Q: Why do traditional VPNs increase lateral movement risk in enterprise networks?
A: Traditional VPNs usually grant network-level access instead of application-level access, so attackers can explore systems that were never intended to be reachable together. Once inside, the tunnel becomes a trust conduit. That is especially dangerous for privileged and non-human access, where a single credential can expose multiple internal services and accelerate lateral movement.
Q: How do security teams know if remote access is actually limited enough?
A: A remote access model is limited enough when a valid session can only reach the specific resources required for the task, and when posture or context changes can revoke access immediately. If a user can still browse broadly across segments, or if access survives long after a risk change, the control is not working as intended.
Q: Who is accountable when compromised access infrastructure keeps working after patching?
A: Accountability sits across platform owners, IAM teams, and security operations because patching alone does not remove persistence or confirm that access state has been cleaned up. Frameworks that matter here include least-privilege and configuration management controls, plus the operational responsibility to verify that no unauthorized access path survives remediation.
Technical breakdown
Why VPN tunnels create lateral movement risk
Traditional VPNs establish a broad network tunnel after a single authentication event. That means the access boundary is defined by network location rather than by application, session purpose, or device trust. Once inside, the user or attacker can reach many internal systems that were never meant to be exposed together. In practice, this turns one valid login into a wide blast radius. The problem is architectural, not just operational: patching a vulnerability removes one entry point, but it does not change the fact that the tunnel itself grants broad internal reach.
Practical implication: replace broad network access with resource-scoped access decisions that do not assume a tunnel equals trust.
How persistence survives patching in exposed access paths
The article describes a custom symlink-based persistence mechanism that remained active even after patching and rebooting. Persistence matters because attackers do not need to keep exploiting the original vulnerability if they can plant an access path that survives remediation. When remote access infrastructure is internet-facing and broadly trusted, an attacker can keep a foothold through files, services, or configuration states that defenders do not remove during emergency remediation. That is why cleanup has to extend beyond the CVE fix and into full asset and access-state verification.
Practical implication: validate persistence artifacts, access state, and configuration drift after patching, not just vulnerability closure.
Why direct-routed ZTNA changes the access model
Direct-routed ZTNA changes the access model by eliminating exposed gateways and making access session-specific rather than tunnel-based. The article highlights Single Packet Authorization, which hides resources until a user is verified, then opens short-lived connections only to approved destinations. That reduces the opportunity for reconnaissance, lateral movement, and long-lived persistence because there is no always-on internal path to exploit. The control value is not simply encryption. It is the removal of implicit network trust and the reduction of standing connectivity.

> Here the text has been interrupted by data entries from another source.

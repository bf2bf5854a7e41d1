use std::{
    collections::{HashMap, VecDeque},
    sync::{
        atomic::{AtomicUsize, Ordering},
        Arc,
    },
    time::Duration,
};

use async_trait::async_trait;
use chrono::Utc;
use newsroom_client::{
    api::{
        self, Article, ArticleId, ArticleUpdate, AuthToken, Author, Claims, Comment, CommentId,
        Error, Reply, ReplyId, Role, UserId, Vote,
    },
    Gateway,
};
use parking_lot::Mutex;
use uuid::Uuid;

/// In-memory stand-in for the news API.
///
/// It re-checks everything a real server would: who is calling, whether they
/// wrote what they are changing, and whether the text is acceptable.
pub struct MockServer {
    sessions: HashMap<AuthToken, Claims>,
    articles: Vec<Article>,
    /// All comments of all articles, in creation order
    comments: Vec<Comment>,
}

fn new_id() -> String {
    Uuid::new_v4().simple().to_string()
}

/// Votes accumulate: each is a set insert, and nothing stops someone from
/// being in both sets.
fn record_vote(likes: &mut Vec<UserId>, dislikes: &mut Vec<UserId>, user: &UserId, vote: Vote) {
    let set = match vote {
        Vote::Like => likes,
        Vote::Dislike => dislikes,
    };
    if !set.contains(user) {
        set.push(user.clone());
    }
}

fn author_of(claims: &Claims) -> Author {
    Author {
        id: claims.id.clone(),
        username: claims.username.clone(),
        role: claims.role,
    }
}

impl MockServer {
    pub fn new() -> MockServer {
        MockServer {
            sessions: HashMap::new(),
            articles: Vec::new(),
            comments: Vec::new(),
        }
    }

    /// Create a user and log them in
    pub fn register(&mut self, username: &str, role: Role) -> AuthToken {
        let claims = Claims {
            id: UserId(new_id()),
            username: String::from(username),
            email: format!("{username}@example.org"),
            role,
            exp: None,
        };
        let tok = AuthToken::unsigned(&claims);
        self.sessions.insert(tok.clone(), claims);
        tok
    }

    pub fn logout(&mut self, tok: &AuthToken) -> Result<(), Error> {
        self.sessions
            .remove(tok)
            .map(|_| ())
            .ok_or(Error::NotAuthenticated)
    }

    fn resolve(&self, tok: &AuthToken) -> Result<&Claims, Error> {
        self.sessions.get(tok).ok_or(Error::NotAuthenticated)
    }

    /// Article authoring, which the client does not cover
    pub fn publish_article(
        &mut self,
        tok: &AuthToken,
        data: ArticleUpdate,
    ) -> Result<Article, Error> {
        let author = self.resolve(tok)?.id.clone();
        data.validate()?;
        let mut article = Article {
            id: ArticleId(new_id()),
            title: String::new(),
            body: String::new(),
            image_url: None,
            state: String::new(),
            city: String::new(),
            category: String::new(),
            author,
            published_at: Utc::now(),
            likes: Vec::new(),
            dislikes: Vec::new(),
        };
        data.apply_to(&mut article);
        self.articles.push(article.clone());
        Ok(article)
    }

    fn article_mut(&mut self, id: &ArticleId) -> Result<&mut Article, Error> {
        self.articles
            .iter_mut()
            .find(|a| a.id == *id)
            .ok_or(Error::NotFound)
    }

    fn comment_mut(&mut self, id: &CommentId) -> Result<&mut Comment, Error> {
        self.comments
            .iter_mut()
            .find(|c| c.id == *id)
            .ok_or(Error::NotFound)
    }

    /// Articles may be changed by their author or by an admin
    fn check_article_owner(claims: &Claims, article: &Article) -> Result<(), Error> {
        match claims.id == article.author || claims.role == Role::Admin {
            true => Ok(()),
            false => Err(Error::PermissionDenied),
        }
    }

    pub fn fetch_thread(&self, article: &ArticleId) -> Result<Vec<Comment>, Error> {
        if !self.articles.iter().any(|a| a.id == *article) {
            return Err(Error::NotFound);
        }
        Ok(self
            .comments
            .iter()
            .filter(|c| c.article_id == *article)
            .cloned()
            .collect())
    }

    pub fn post_comment(
        &mut self,
        tok: &AuthToken,
        article: &ArticleId,
        text: &str,
    ) -> Result<Comment, Error> {
        let author = author_of(self.resolve(tok)?);
        api::validate_text(text)?;
        self.article_mut(article)?;
        let comment = Comment {
            id: CommentId(new_id()),
            article_id: article.clone(),
            author,
            body: String::from(text),
            created_at: Utc::now(),
            likes: Vec::new(),
            dislikes: Vec::new(),
            replies: Vec::new(),
        };
        self.comments.push(comment.clone());
        Ok(comment)
    }

    pub fn edit_comment(
        &mut self,
        tok: &AuthToken,
        id: &CommentId,
        text: &str,
    ) -> Result<Comment, Error> {
        let user = self.resolve(tok)?.id.clone();
        api::validate_text(text)?;
        let comment = self.comment_mut(id)?;
        if comment.author.id != user {
            return Err(Error::PermissionDenied);
        }
        comment.body = String::from(text);
        Ok(comment.clone())
    }

    pub fn delete_comment(&mut self, tok: &AuthToken, id: &CommentId) -> Result<(), Error> {
        let user = self.resolve(tok)?.id.clone();
        if self.comment_mut(id)?.author.id != user {
            return Err(Error::PermissionDenied);
        }
        self.comments.retain(|c| c.id != *id);
        Ok(())
    }

    pub fn vote_comment(
        &mut self,
        tok: &AuthToken,
        id: &CommentId,
        vote: Vote,
    ) -> Result<Comment, Error> {
        let user = self.resolve(tok)?.id.clone();
        let comment = self.comment_mut(id)?;
        record_vote(&mut comment.likes, &mut comment.dislikes, &user, vote);
        Ok(comment.clone())
    }

    pub fn post_reply(
        &mut self,
        tok: &AuthToken,
        id: &CommentId,
        text: &str,
    ) -> Result<Comment, Error> {
        let author = author_of(self.resolve(tok)?);
        api::validate_text(text)?;
        let comment = self.comment_mut(id)?;
        comment.replies.push(Reply {
            id: ReplyId(new_id()),
            comment_id: id.clone(),
            author,
            body: String::from(text),
            created_at: Utc::now(),
        });
        Ok(comment.clone())
    }

    pub fn edit_reply(
        &mut self,
        tok: &AuthToken,
        id: &CommentId,
        reply: &ReplyId,
        text: &str,
    ) -> Result<Comment, Error> {
        let user = self.resolve(tok)?.id.clone();
        api::validate_text(text)?;
        let comment = self.comment_mut(id)?;
        let r = comment.reply_mut(reply).ok_or(Error::NotFound)?;
        if r.author.id != user {
            return Err(Error::PermissionDenied);
        }
        r.body = String::from(text);
        Ok(comment.clone())
    }

    pub fn delete_reply(
        &mut self,
        tok: &AuthToken,
        id: &CommentId,
        reply: &ReplyId,
    ) -> Result<Comment, Error> {
        let user = self.resolve(tok)?.id.clone();
        let comment = self.comment_mut(id)?;
        if comment.reply(reply).ok_or(Error::NotFound)?.author.id != user {
            return Err(Error::PermissionDenied);
        }
        comment.replies.retain(|r| r.id != *reply);
        Ok(comment.clone())
    }

    pub fn fetch_article(&self, id: &ArticleId) -> Option<Article> {
        self.articles.iter().find(|a| a.id == *id).cloned()
    }

    pub fn vote_article(
        &mut self,
        tok: &AuthToken,
        id: &ArticleId,
        vote: Vote,
    ) -> Result<Article, Error> {
        let user = self.resolve(tok)?.id.clone();
        let article = self.article_mut(id)?;
        record_vote(&mut article.likes, &mut article.dislikes, &user, vote);
        Ok(article.clone())
    }

    pub fn update_article(
        &mut self,
        tok: &AuthToken,
        id: &ArticleId,
        update: &ArticleUpdate,
    ) -> Result<Article, Error> {
        let claims = self.resolve(tok)?.clone();
        update.validate()?;
        let article = self.article_mut(id)?;
        MockServer::check_article_owner(&claims, article)?;
        update.apply_to(article);
        Ok(article.clone())
    }

    pub fn delete_article(&mut self, tok: &AuthToken, id: &ArticleId) -> Result<(), Error> {
        let claims = self.resolve(tok)?.clone();
        MockServer::check_article_owner(&claims, self.article_mut(id)?)?;
        self.articles.retain(|a| a.id != *id);
        self.comments.retain(|c| c.article_id != *id);
        Ok(())
    }
}

impl Default for MockServer {
    fn default() -> MockServer {
        MockServer::new()
    }
}

/// `Gateway` backed by a shared `MockServer`.
///
/// Counts calls, and can hold individual responses back to have them land
/// out of order. The server state changes when the call is made, not when
/// its response lands.
#[derive(Clone)]
pub struct MockGateway {
    server: Arc<Mutex<MockServer>>,
    calls: Arc<AtomicUsize>,
    delays: Arc<Mutex<VecDeque<Duration>>>,
}

impl MockGateway {
    pub fn new(server: MockServer) -> MockGateway {
        MockGateway {
            server: Arc::new(Mutex::new(server)),
            calls: Arc::new(AtomicUsize::new(0)),
            delays: Arc::new(Mutex::new(VecDeque::new())),
        }
    }

    pub fn with_server<R>(&self, f: impl FnOnce(&mut MockServer) -> R) -> R {
        f(&mut self.server.lock())
    }

    /// Number of gateway calls made so far
    pub fn calls(&self) -> usize {
        self.calls.load(Ordering::SeqCst)
    }

    /// Hold back the response of the next not-yet-delayed call by `d`
    pub fn delay_next(&self, d: Duration) {
        self.delays.lock().push_back(d);
    }

    async fn respond<T, F>(&self, f: F) -> Result<T, newsroom_client::Error>
    where
        F: FnOnce(&mut MockServer) -> Result<T, Error> + Send,
        T: Send,
    {
        self.calls.fetch_add(1, Ordering::SeqCst);
        let delay = self.delays.lock().pop_front();
        let res = self.with_server(f);
        if let Some(d) = delay {
            tokio::time::sleep(d).await;
        }
        if let Err(err) = &res {
            tracing::debug!(%err, "mock server refused call");
        }
        res.map_err(newsroom_client::Error::from)
    }
}

#[async_trait]
impl Gateway for MockGateway {
    async fn fetch_thread(
        &self,
        article: &ArticleId,
    ) -> Result<Vec<Comment>, newsroom_client::Error> {
        self.respond(|s| s.fetch_thread(article)).await
    }

    async fn post_comment(
        &self,
        token: &AuthToken,
        article: &ArticleId,
        text: &str,
    ) -> Result<Comment, newsroom_client::Error> {
        self.respond(|s| s.post_comment(token, article, text)).await
    }

    async fn edit_comment(
        &self,
        token: &AuthToken,
        comment: &CommentId,
        text: &str,
    ) -> Result<Comment, newsroom_client::Error> {
        self.respond(|s| s.edit_comment(token, comment, text)).await
    }

    async fn delete_comment(
        &self,
        token: &AuthToken,
        comment: &CommentId,
    ) -> Result<(), newsroom_client::Error> {
        self.respond(|s| s.delete_comment(token, comment)).await
    }

    async fn vote_comment(
        &self,
        token: &AuthToken,
        comment: &CommentId,
        vote: Vote,
    ) -> Result<Comment, newsroom_client::Error> {
        self.respond(|s| s.vote_comment(token, comment, vote)).await
    }

    async fn post_reply(
        &self,
        token: &AuthToken,
        comment: &CommentId,
        text: &str,
    ) -> Result<Comment, newsroom_client::Error> {
        self.respond(|s| s.post_reply(token, comment, text)).await
    }

    async fn edit_reply(
        &self,
        token: &AuthToken,
        comment: &CommentId,
        reply: &ReplyId,
        text: &str,
    ) -> Result<Comment, newsroom_client::Error> {
        self.respond(|s| s.edit_reply(token, comment, reply, text))
            .await
    }

    async fn delete_reply(
        &self,
        token: &AuthToken,
        comment: &CommentId,
        reply: &ReplyId,
    ) -> Result<Comment, newsroom_client::Error> {
        self.respond(|s| s.delete_reply(token, comment, reply)).await
    }

    async fn fetch_article(
        &self,
        article: &ArticleId,
    ) -> Result<Option<Article>, newsroom_client::Error> {
        self.respond(|s| Ok(s.fetch_article(article))).await
    }

    async fn vote_article(
        &self,
        token: &AuthToken,
        article: &ArticleId,
        vote: Vote,
    ) -> Result<Article, newsroom_client::Error> {
        self.respond(|s| s.vote_article(token, article, vote)).await
    }

    async fn update_article(
        &self,
        token: &AuthToken,
        article: &ArticleId,
        update: &ArticleUpdate,
    ) -> Result<Article, newsroom_client::Error> {
        self.respond(|s| s.update_article(token, article, update))
            .await
    }

    async fn delete_article(
        &self,
        token: &AuthToken,
        article: &ArticleId,
    ) -> Result<(), newsroom_client::Error> {
        self.respond(|s| s.delete_article(token, article)).await
    }
}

Practical implication: design remote access so that authorization is per resource and per session, not per network.
Threat narrative
Attacker objective: The attacker’s objective is to preserve a durable foothold inside internal networks so access can continue even after remediation actions begin.
- Entry occurred through earlier Fortinet SSL-VPN flaws that attackers were already exploiting in exposed internet-facing access infrastructure.
- Escalation followed when attackers implanted a custom symlink-based persistence mechanism that survived patching and reboot cycles.
- Impact came from continued unauthorized access and the ability to maintain a foothold for later lateral movement across the environment.
NHI Mgmt Group analysis
Implicit network trust is now a governance failure, not a convenience choice. VPNs were designed for a perimeter model that no longer reflects how attackers operate. Once authenticated, broad access enables lateral movement that identity teams cannot contain with authentication alone. Practitioners should treat network trust expansion as an identity governance issue because the session boundary becomes the real control surface.
Persistence on remote access infrastructure exposes a standing access problem, not just a vulnerability problem. The symlink backdoor example shows that patching a CVE does not necessarily remove the attacker’s presence. If access artifacts survive reboot and remediation, the organisation has failed to control the lifecycle of the access path itself. The practitioner takeaway is that access state must be monitored and revoked, not assumed clean after patching.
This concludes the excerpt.